Masters of Delivery, Episode 2 : Ten Commandments for Successful Program Delivery

This article provides guidance for those leading or working in a large program. Its original name was WB and the Tablets of Stone until I went for something more directly informative. We’ll see why in a moment.

Let’s introduce WB first.

WB is another Master of Delivery I am privileged to know – a natural results-driven program manager, who can instinctively drive the largest projects and programs to completion. He has a flair for action, for handling scale and a gritty humour. He is a kind of Indiana Jones or Hans Solo of program management. So, in a galaxy a not so long time ago …

Context

We faced two years of hard work on a major program across much innovative software development, and data conversion of records covering the activities of millions of people. This would be followed by re-casting business processes from customer billing to how a set of large call centres operated. As many will know, a large call centre quickly goes off the rails with any system problem. Even with good fallback procedures, work queues can build rapidly and customers will hang on the phone for what seems like interminable periods.

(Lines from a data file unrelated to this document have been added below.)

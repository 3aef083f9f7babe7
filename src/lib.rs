// -------------------------------------------------------------------------------------------------
//  Copyright (C) 2015-2026 Nautech Systems Pty Ltd. All rights reserved.
//  https://nautechsystems.io
//
//  Licensed under the GNU Lesser General Public License Version 3.0 (the "License");
//  You may not use this file except in compliance with the License.
//  You may obtain a copy of the License at https://www.gnu.org/licenses/lgpl-3.0.en.html
//
//  Unless required by applicable law or agreed to in writing, software
//  distributed under the License is distributed on an "AS IS" BASIS,
//  WITHOUT WARRANTIES OR CONDITIONS OF ANY KIND, either express or implied.
//  See the License for the specific language governing permissions and
//  limitations under the License.
// -------------------------------------------------------------------------------------------------

//! [Bitfinex](https://www.bitfinex.com) REST API v2 integration.
//!
//! This crate provides an HTTP client and data normalization layer for the
//! Bitfinex exchange, covering spot (exchange wallet) trading:
//!
//! - Market listing and per-market precision and limit metadata.
//! - Public market data: tickers, trades, order books, candles and the
//!   venue operational status.
//! - Private account data: wallet balances, order state, order history
//!   and trade history.
//! - Order management: submit, cancel, cancel-all and a single-order
//!   resolver emulating the endpoint the venue does not provide.
//!
//! The venue speaks positional JSON arrays rather than keyed objects, so
//! the [`common::parse`] module maps fixed indices (and for tickers,
//! offsets from the end of the record) into typed domain structs. Private
//! endpoints are signed per request with HMAC-SHA384 and a strictly
//! increasing nonce, handled by [`common::credential`].

#![warn(rustc::all)]
#![deny(unsafe_code)]
#![deny(nonstandard_style)]
#![deny(rustdoc::broken_intra_doc_links)]

pub mod common;
pub mod http;

pub use crate::{
    common::{
        credential::BitfinexCredential,
        enums::{
            BookPrecision, LiquiditySide, OrderSide, OrderStatus, OrderType, PlatformStatus,
            WalletType,
        },
        models::{
            BalanceAccount, BookLevel, Candle, Fee, Market, MarketCatalog, Order, OrderBook,
            Ticker, Trade,
        },
    },
    http::{
        client::{BitfinexHttpClient, BitfinexRawHttpClient},
        error::BitfinexHttpError,
    },
};
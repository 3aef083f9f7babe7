// -------------------------------------------------------------------------------------------------
//  Copyright (C) 2015-2026 Nautech Systems Pty Ltd. All rights reserved.
//  https://nautechsystems.io
//
//  Licensed under the GNU Lesser General Public License Version 3.0 (the "License");
//  You may not use this file except in compliance with the License.
//  You may obtain a copy of the License at https://www.gnu.org/licenses/lgpl-3.0.en.html
//
//  Unless required by applicable law or agreed to in writing, software
//  distributed under the License is distributed on an "AS IS" BASIS,
//  WITHOUT WARRANTIES OR CONDITIONS OF ANY KIND, either express or implied.
//  See the License for the specific language governing permissions and
//  limitations under the License.
// -------------------------------------------------------------------------------------------------

//! Enumerations mapping Bitfinex v2 concepts onto normalized variants.

use serde::{Deserialize, Serialize};
use strum::{AsRefStr, Display, EnumIter, EnumString};
use ustr::Ustr;

/// Side of an order or trade.
///
/// Bitfinex encodes side as the sign of the amount field rather than as a
/// separate value; use [`OrderSide::from_amount`] when parsing wire records.
#[derive(
    Copy,
    Clone,
    Debug,
    Display,
    PartialEq,
    Eq,
    Hash,
    AsRefStr,
    EnumIter,
    EnumString,
    Serialize,
    Deserialize,
)]
#[serde(rename_all = "lowercase")]
#[strum(serialize_all = "lowercase")]
pub enum OrderSide {
    Buy,
    Sell,
}

impl OrderSide {
    /// Derives the side from a signed wire amount (negative means sell).
    #[must_use]
    pub fn from_amount(amount: f64) -> Self {
        if amount < 0.0 { Self::Sell } else { Self::Buy }
    }
}

/// Whether a fill added (maker) or removed (taker) resting liquidity.
#[derive(
    Copy,
    Clone,
    Debug,
    Display,
    PartialEq,
    Eq,
    Hash,
    AsRefStr,
    EnumIter,
    EnumString,
    Serialize,
    Deserialize,
)]
#[serde(rename_all = "lowercase")]
#[strum(serialize_all = "lowercase")]
pub enum LiquiditySide {
    Maker,
    Taker,
}

/// Normalized order type for the exchange (non-margin) wallet.
///
/// Margin-wallet natives (`MARKET`, `LIMIT`, `STOP`, ...) have no normalized
/// counterpart here and map to `None` when parsing.
#[derive(
    Copy,
    Clone,
    Debug,
    Display,
    PartialEq,
    Eq,
    Hash,
    AsRefStr,
    EnumIter,
    Serialize,
    Deserialize,
)]
#[serde(rename_all = "kebab-case")]
#[strum(serialize_all = "kebab-case")]
pub enum OrderType {
    Limit,
    Market,
    Stop,
    StopLimit,
    LimitFok,
    LimitIoc,
}

impl OrderType {
    /// Maps a venue-native order type string to its normalized variant.
    #[must_use]
    pub fn from_native(native: &str) -> Option<Self> {
        match native {
            "EXCHANGE LIMIT" => Some(Self::Limit),
            "EXCHANGE MARKET" => Some(Self::Market),
            "EXCHANGE STOP" => Some(Self::Stop),
            "EXCHANGE STOP LIMIT" => Some(Self::StopLimit),
            "EXCHANGE FOK" => Some(Self::LimitFok),
            "EXCHANGE IOC" => Some(Self::LimitIoc),
            _ => None,
        }
    }

    /// Returns the venue-native order type string for submission.
    #[must_use]
    pub fn to_native(self) -> &'static str {
        match self {
            Self::Limit => "EXCHANGE LIMIT",
            Self::Market => "EXCHANGE MARKET",
            Self::Stop => "EXCHANGE STOP",
            Self::StopLimit => "EXCHANGE STOP LIMIT",
            Self::LimitFok => "EXCHANGE FOK",
            Self::LimitIoc => "EXCHANGE IOC",
        }
    }
}

/// Normalized order status.
///
/// The venue reports status as free text (`"EXECUTED @ 107.6(-0.2)"`); the
/// classifier in [`crate::common::parse::parse_order_status`] matches known
/// prefixes and passes anything unknown through as [`OrderStatus::Other`].
#[derive(Clone, Copy, Debug, PartialEq, Eq, Hash, Serialize, Deserialize)]
#[serde(rename_all = "lowercase")]
pub enum OrderStatus {
    Open,
    Closed,
    Canceled,
    Rejected,
    /// Unrecognized native status, preserved verbatim.
    Other(Ustr),
}

impl std::fmt::Display for OrderStatus {
    fn fmt(&self, f: &mut std::fmt::Formatter<'_>) -> std::fmt::Result {
        match self {
            Self::Open => write!(f, "open"),
            Self::Closed => write!(f, "closed"),
            Self::Canceled => write!(f, "canceled"),
            Self::Rejected => write!(f, "rejected"),
            Self::Other(native) => write!(f, "{native}"),
        }
    }
}

/// Order book aggregation level.
///
/// `R0` is the raw book (no aggregation); `P0` through `P3` bucket prices
/// with increasing width. The level determines which index of a book record
/// carries the price.
#[derive(
    Copy,
    Clone,
    Debug,
    Display,
    PartialEq,
    Eq,
    Hash,
    AsRefStr,
    EnumIter,
    EnumString,
    Serialize,
    Deserialize,
)]
pub enum BookPrecision {
    R0,
    P0,
    P1,
    P2,
    P3,
}

impl BookPrecision {
    /// Returns true for the raw (unaggregated) book.
    #[must_use]
    pub fn is_raw(self) -> bool {
        matches!(self, Self::R0)
    }
}

/// Wallet (account) type carried in the first field of a balance record.
#[derive(
    Copy,
    Clone,
    Debug,
    Display,
    PartialEq,
    Eq,
    Hash,
    AsRefStr,
    EnumIter,
    EnumString,
    Serialize,
    Deserialize,
)]
#[serde(rename_all = "lowercase")]
#[strum(serialize_all = "lowercase")]
pub enum WalletType {
    Exchange,
    Margin,
    Funding,
}

/// Venue operational status reported by the platform-status endpoint.
#[derive(
    Copy,
    Clone,
    Debug,
    Display,
    PartialEq,
    Eq,
    Hash,
    AsRefStr,
    EnumIter,
    EnumString,
    Serialize,
    Deserialize,
)]
#[serde(rename_all = "lowercase")]
#[strum(serialize_all = "lowercase")]
pub enum PlatformStatus {
    Operative,
    Maintenance,
}

////////////////////////////////////////////////////////////////////////////////
// Tests
////////////////////////////////////////////////////////////////////////////////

In short, the new system would drive almost the entirety of our client’s business. It was high risk. And to create and deploy it, we would assemble a large team – around 400 at peak – across technologists, business people, operations and executives. It was a team of teams.

Defining Goals, Culture and Behaviour

WB and I wanted a simple way of defining and communicating our goals, and the culture and behaviours we wanted. As WB would put it, ‘the job of leadership is to create an environment in which people can succeed’, and the ten commandments became one of the major vehicles for achieving this.

This is a common management pattern. Many projects summarize their approach in ten bullet points. Indeed, I once informed a very capable member of a Quality Team that there was a typo in the ten commandments of Quality they had just published – there were just nine. That document was republished fast.

Good Ideas Get Reused

Our “commandments” were to strike an unusual chord with the team, who liked them, and bought into the aspiration they represented.. They are distinctive in their focus on team behaviour. They push control and issue resolution into the team (although ultimate accountability must still reside with program leadership).There is nothing on method, process or technique, although these were important in the background. In essence, these commandments were about creating a mission, a team and a driven culture of success, at scale.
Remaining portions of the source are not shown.